Cependant, ce projet de loi de finances rectificative aborde d’ores et déjà la mise en œuvre des décisions prises par les États de la zone euro, en permettant le versement des deux premières tranches de la dotation en capital de la France, qui explique la dégradation du déficit budgétaire constaté dans ce collectif. Il ne constitue que le premier de plusieurs versements, dont le montant total atteindra 16, 3 milliards d’euros.
Il faut toutefois garder à l’esprit que s’ajoutent à ces 16, 3 milliards d’euros de capital « appelé », dont le versement est certain, 126 milliards d’euros de capital « appelable », que la France s’engage, par le traité, à verser en cas de besoin.

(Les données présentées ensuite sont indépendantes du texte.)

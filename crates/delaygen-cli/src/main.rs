//! DelayGen command line interface
//!
//! Thin adapter over [`delaygen_core`]: translates command line
//! arguments into controller calls and prints the results.

use anyhow::Context;
use clap::Parser;
use delaygen_core::params::{parse_assignment, Parameter, ParameterSet};
use delaygen_core::protocol::{
    list_ports, ControllerConfig, DelayController, DEFAULT_BAUD_RATE, DEFAULT_PORT,
    DEFAULT_TIMEOUT_MS,
};
use tracing_subscriber::EnvFilter;

/// Control delay parameters on a connected pulse delay generator
#[derive(Parser, Debug)]
#[command(name = "delaygen", version, about)]
struct Cli {
    /// Serial port of the generator
    #[arg(long, default_value = DEFAULT_PORT)]
    port: String,

    /// Baud rate
    #[arg(long, default_value_t = DEFAULT_BAUD_RATE)]
    baud: u32,

    /// Response timeout in milliseconds
    #[arg(long, default_value_t = DEFAULT_TIMEOUT_MS)]
    timeout: u64,

    /// Set one or more parameters, values in ns (raw count for repeats),
    /// e.g. --set offset=100 length=200
    #[arg(long, num_args = 1.., value_name = "PARAM=VALUE")]
    set: Vec<String>,

    /// Get one or more parameters (offset, length, spacing, repeats)
    #[arg(long, num_args = 1.., value_name = "PARAM")]
    get: Vec<String>,

    /// List available serial ports and exit
    #[arg(long)]
    list_ports: bool,
}

fn main() -> anyhow::Result<()> {
    tracing_subscriber::fmt()
        .with_env_filter(EnvFilter::from_default_env())
        .with_writer(std::io::stderr)
        .init();

    let cli = Cli::parse();

    if cli.list_ports {
        for port in list_ports() {
            match port.product {
                Some(product) => println!("{}  ({})", port.name, product),
                None => println!("{}", port.name),
            }
        }
        return Ok(());
    }

    if cli.set.is_empty() && cli.get.is_empty() {
        println!("No action specified. Use --set or --get.");
        return Ok(());
    }

    let config = ControllerConfig {
        port_name: cli.port.clone(),
        baud_rate: cli.baud,
        timeout_ms: cli.timeout,
    };
    let mut dc = DelayController::open(config).with_context(|| format!("opening {}", cli.port))?;

    let mut failures = 0usize;

    // Malformed items are reported individually; the well-formed
    // remainder is still attempted as one atomic batch.
    if !cli.set.is_empty() {
        let mut params = ParameterSet::new();
        for item in &cli.set {
            match parse_assignment(item) {
                Ok((param, value)) => params.insert(param, value),
                Err(e) => {
                    eprintln!("Error: {}", e);
                    failures += 1;
                }
            }
        }
        if !params.is_empty() {
            match dc.set_parameters(&params) {
                Ok(()) => {
                    for (param, value) in params.iter() {
                        println!("Set {} = {}", param, value);
                    }
                }
                Err(e) => {
                    eprintln!("Error: {}", e);
                    failures += 1;
                }
            }
        }
    }

    for name in &cli.get {
        let result = name
            .parse::<Parameter>()
            .and_then(|param| dc.get_parameter(param));
        match result {
            Ok(value) => println!("{} = {}", name, value),
            Err(e) => {
                eprintln!("Error: {}", e);
                failures += 1;
            }
        }
    }

    if failures > 0 {
        std::process::exit(1);
    }
    Ok(())
}

#[cfg(test)]
mod tests {
    use super::*;

    #[test]
    fn test_cli_defaults() {
        let cli = Cli::try_parse_from(["delaygen"]).unwrap();
        assert_eq!(cli.port, DEFAULT_PORT);
        assert_eq!(cli.baud, DEFAULT_BAUD_RATE);
        assert_eq!(cli.timeout, DEFAULT_TIMEOUT_MS);
        assert!(cli.set.is_empty());
        assert!(cli.get.is_empty());
        assert!(!cli.list_ports);
    }

    #[test]
    fn test_cli_batch_arguments() {
        let cli = Cli::try_parse_from([
            "delaygen",
            "--set",
            "offset=100",
            "length=200",
            "--get",
            "repeats",
        ])
        .unwrap();
        assert_eq!(cli.set, vec!["offset=100", "length=200"]);
        assert_eq!(cli.get, vec!["repeats"]);
    }
}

Ce capital appelable du MES, dont la commission a débattu hier avec le directeur du Trésor, s’apparente à bien des égards à une garantie de l’État, dont la loi organique relative aux lois de finances prévoit qu’elle ne peut être accordée que par une loi de finances. C’est d’ailleurs au travers d’une loi de finances qu’a été accordée la garantie de l’État aux émissions du Fonds européen de stabilité financière, le FESF.

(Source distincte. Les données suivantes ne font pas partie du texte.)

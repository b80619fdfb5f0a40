//! Transport abstraction
//!
//! The controller talks to the generator through a [`CommandStream`],
//! an opaque bidirectional byte stream. Production code wraps a serial
//! port; tests substitute in-memory mocks at this seam.

use serialport::SerialPort;
use std::io::{self, Read, Write};
use std::time::Duration;

/// Byte stream carrying protocol traffic to and from the generator
pub trait CommandStream: Read + Write + Send {
    /// Set the timeout applied to individual read calls
    fn set_timeout(&mut self, timeout: Duration) -> io::Result<()>;

    /// Discard any unread input (stale responses, boot chatter)
    fn clear_input_buffer(&mut self) -> io::Result<()>;
}

/// Serial port wrapper implementing [`CommandStream`]
pub struct SerialStream {
    port: Box<dyn SerialPort>,
}

impl SerialStream {
    /// Wrap an already-open serial port
    pub fn new(port: Box<dyn SerialPort>) -> Self {
        Self { port }
    }
}

impl Read for SerialStream {
    fn read(&mut self, buf: &mut [u8]) -> io::Result<usize> {
        self.port.read(buf)
    }
}

impl Write for SerialStream {
    fn write(&mut self, buf: &[u8]) -> io::Result<usize> {
        self.port.write(buf)
    }

    fn flush(&mut self) -> io::Result<()> {
        self.port.flush()
    }
}

impl CommandStream for SerialStream {
    fn set_timeout(&mut self, timeout: Duration) -> io::Result<()> {
        self.port
            .set_timeout(timeout)
            .map_err(|e| io::Error::new(io::ErrorKind::Other, e))
    }

    fn clear_input_buffer(&mut self) -> io::Result<()> {
        self.port
            .clear(serialport::ClearBuffer::Input)
            .map_err(|e| io::Error::new(io::ErrorKind::Other, e))
    }
}
//! Serial Protocol Communication
//!
//! Implements the line-oriented ASCII set/get protocol spoken by the
//! delay generator firmware.
//!
//! Commands and responses are newline-terminated; all values on the
//! wire are device clock cycles, never nanoseconds.

mod controller;
mod error;
pub mod serial;
mod stream;

pub use controller::{ControllerConfig, DelayController};
pub use error::ProtocolError;
pub use serial::{list_ports, open_port, PortInfo};
pub use stream::{CommandStream, SerialStream};

/// Default baud rate for generator communication
pub const DEFAULT_BAUD_RATE: u32 = 115200;

/// Default timeout for responses in milliseconds
pub const DEFAULT_TIMEOUT_MS: u64 = 1000;

/// Default serial device of a Pico exposing USB CDC
pub const DEFAULT_PORT: &str = "/dev/ttyACM0";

Par conséquent, si le Parlement décidait de ratifier le traité sur le MES en l’absence d’une « disposition miroir » inscrite dans une loi de finances, il permettrait que le seul fondement juridique interne de l’octroi de garantie soit un projet de loi de ratification, et non une loi de finances. La conformité à la LOLF du projet de loi de ratification serait discutable. J’imagine que le Gouvernement a mesuré la responsabilité qu’il prend à cet égard en élaborant ce projet de loi de finances rectificative…
Le MES constitue un mécanisme permanent de soutien aux États en difficulté en cas de menace pour la stabilité de la zone euro. Il est encore sous-dimensionné et ne peut se refinancer auprès de la Banque centrale européenne, mais il représente un attribut fort de la solidarité européenne. Malheureusement, il a été instrumentalisé, pour des raisons de politique intérieure, par la Chancelière allemande et le Président de la République, qui ont conçu le traité sur la stabilité, la coopération et la gouvernance dans l’Union économique et monétaire, le TSCG.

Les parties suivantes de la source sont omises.